Recorded data
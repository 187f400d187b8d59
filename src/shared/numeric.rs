//! Numeric helpers shared by the statistics pipeline and the adapters
//!
//! Rounding works on the exact binary value and breaks exact ties to the even
//! digit, so `0.125` becomes `0.12` and `0.075` (stored as 0.07499...) becomes
//! `0.07`. Scaling by 100 first would get both wrong.

/// Round to 2 decimal places
pub fn round2(value: f64) -> f64 {
    if !value.is_finite() {
        return value;
    }
    format!("{:.2}", value).parse().unwrap_or(value)
}

/// Values are compared and grouped by their exact bit pattern after
/// normalizing negative zero, so `0.0` and `-0.0` share a bucket.
pub fn value_key(value: f64) -> u64 {
    if value == 0.0 {
        0.0f64.to_bits()
    } else {
        value.to_bits()
    }
}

TASK ITEM
Your output must contain exactly the lines from the one containing "and the adapters" to the final line of the data above, and no other text.

RESPONSE TO THIS TASK
//! Numeric helpers shared by the statistics pipeline and the adapters
//!
//! Rounding works on the exact binary value and breaks exact ties to the even
//! digit, so `0.125` becomes `0.12` and `0.075` (stored as 0.07499...) becomes
//! `0.07`. Scaling by 100 first would get both wrong.

/// Round to 2 decimal places
pub fn round2(value: f64) -> f64 {
    if !value.is_finite() {
        return value;
    }
    format!("{:.2}", value).parse().unwrap_or(value)
}

/// Values are compared and grouped by their exact bit pattern after
/// normalizing negative zero, so `0.0` and `-0.0` share a bucket.
pub fn value_key(value: f64) -> u64 {
    if value == 0.0 {
        0.0f64.to_bits()
    } else {
        value.to_bits()
    }
}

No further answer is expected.